Moving to Lunar news, even more evidence has been found for usable water on the moon, in an old Apollo mission lunar surface picture, no less. This little gem popped up at me this morning from Astronomy Picture of the Day -- check it out!

Happy April, 

-- Kathryn

Monday, March 29, 2010

Carnival of Space, and a sagan of Sagan

Carnival of Space #147 is up, hosted by Bruce over at Weird Sciences.
There is some very cool stuff over there -- so clicky click the lovely link!

In other news, I just started chewing through "The Demon-Haunted World", by Carl Sagan. Have to take it in small chunks, it simultaneously makes me weepy and furious and inspired...but mostly wistful. I really, really wish I could have met him. Is it reasonable to mourn a man I never met, had no hope of meeting?
I am so *incredibly* motivated by Dr. Sagan, almost obsessively so. His life, his work...it mirrors much of what I hope to accomplish in my own life. I feel compelled to follow where he lead: promoting science, looking to the stars, reaching out to other life...?
I hope I can live up to his legacy, that my own life and my own work will be a credit to my inspiration.

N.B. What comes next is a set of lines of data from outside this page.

use anyhow::Result;
use phase_pipeline::{handoff::FieldSource, WorkflowId};

use super::{phase_icon, with_coordinator, Command};

pub struct HandoffsCommand {
    pub workflow_id: String,
}

impl HandoffsCommand {
    pub fn new(workflow_id: String) -> Self {
        Self { workflow_id }
    }
}

fn source_tag(source: FieldSource) -> &'static str {
    match source {
        FieldSource::Structured => "structured",
        FieldSource::Extracted => "extracted",
        FieldSource::Absent => "absent",
    }
}

impl Command for HandoffsCommand {
    async fn execute(&self) -> Result<()> {
        let id = WorkflowId::new(self.workflow_id.clone());
        with_coordinator(|coordinator| async move {
            let bundles = coordinator.handoffs(&id).await?;
            if bundles.is_empty() {
                println!("📦 No handoff bundles for {}", id);
                return Ok(());
            }

            for bundle in &bundles {
                let provenance = bundle.provenance();
                println!(
                    "📦 {} {} → {} {} (schema v{}, {})",
                    phase_icon(bundle.source_phase()),
                    bundle.source_phase(),
                    phase_icon(bundle.target_phase()),
                    bundle.target_phase(),
                    bundle.schema_version(),
                    bundle.created_at().format("%Y-%m-%d %H:%M:%S UTC")
                );
                println!(
                    "   🎯 Problem: {} [{}]",
                    bundle.problem_statement().unwrap_or("-"),
                    source_tag(provenance.problem_statement)
                );
                println!(
                    "   📋 Requirements: {} [{}]",
                    bundle.requirements().len(),
                    source_tag(provenance.requirements)
                );
                println!(
                    "   🗺️  Plan steps: {} [{}]",
                    bundle.execution_plan().len(),
                    source_tag(provenance.execution_plan)
                );
                println!(
                    "   🏷️  Entities: {} [{}]",
                    bundle.entities().join(", "),
                    source_tag(provenance.entities)
                );
                println!();
            }
            Ok(())
        })
        .await
    }
}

On a lighter note...Sagan-Man!

-- Kathryn

Friday, March 26, 2010

Bits and Bobs

One Solar Piece of Flair -- the sun has been swinging back into the active bit of it's 11-year solar cycle, so they'll be lot's more interesting activity to study
(from Bad Astronomy)

Hermit mathematician refuses prize -- *this* is the guy who solved the PoincarĂ© conjecture? I know genius often goes hand in hand with eccentricity, but still...

A History of the Sky -- A time-lapse visualization of the sky over San Francisco for an entire year, from various locations. A work in progress, but *very* cool.

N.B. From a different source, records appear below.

//! Transition validation and execution.

pub mod errors;
pub mod executor;
pub mod hooks;
pub mod locks;
pub mod validator;

pub use errors::TransitionError;
pub use executor::{TransitionExecutor, TransitionRequest, TransitionResult};
pub use hooks::{HookChain, HookError, HumanReviewGate, TransitionContext, TransitionHook, TransitionLogHook};
pub use locks::{LockError, WorkflowLockGuard, WorkflowLocks};
pub use validator::{allowed_targets, can_transition, PrerequisiteCheck, TargetOption, TransitionValidator};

21 UNBELIVABLE pictures of Mars -- avalanches, ice, dust storms, and beauty beyond comparison. Pictures like these keep me going.

A Map of the Internet -- and oldy but goody from xkcd, just in case you get lost (hopefully not out by the Dragons!). What part are you from?

A New Day

I let this slip for a while... I'm now going to try *really* hard to get up a post a week.

I've got a laundry list of excuses (vacation, school, surgery), but what it really comes down to is I have a hard time imagining that people actually want to listen to what I have to say, about anything -- much less astronomy, which I confess I know very, very little about. I'm an enthusiastic fraud.

But...after today I've had, not exactly a change of heart, but a change of mind.
I had the opportunity to meet with Ann Marie Cunningham, the executive director of NPR's Science Friday Initiative, the non-profit partner of Science Friday  -- she gave a talk at Bridgewater State College about science, technology, and education.

The event didn't exactly go off as planned -- only one guest showed in addition to the organizers and myself -- but I got a lot out of it nonetheless. The smaller, more personal group allowed me one-on-one time with Ann Marie to chat about social media, the SFI, and our experiences with science education and promotion -- me as a student breaking in, she as an educator and journalist who's been doing this for years.

I told her about this semi-dead blog I started, and she really encouraged me to pick the reins back up again!
I'm not offering trendy gimics or a nice and neat schedule of features. 
I do promise to do at least one post a week, to share links when I find them, and to participate in webrings like the Carnival of Science. Scout's honor, webnag me if I lapse!

-- CS

Tuesday, February 9, 2010

Onwards and Upwards

Second post, whoo!
Did you like the first post?
Was it not a magnificent piece of succinct and clever prose? No?
Yeah, I know -- the picture was pretty cool though, yes?

It's a pic Hubble took of the Red Spider Nebula -- click to biggify.
It contains one of the hottest stars known and is located in the constellation Sagittarius. The spider shape is formed by the stellar wind generated by its central white dwarf star -- the delicate "waves" of gas are 100 billion kilometres high. Pretty cool. er, hot that is.

"It is sometimes said that scientists are unromantic, that their passion to figure out robs the world of beauty and mystery."
-- Carl Sagan

In the Beginning

There was a blank page -- The first blank page.
It wanted for words, for introduction, explanation.
A Picture says many words, and far more elegantly then I ever could.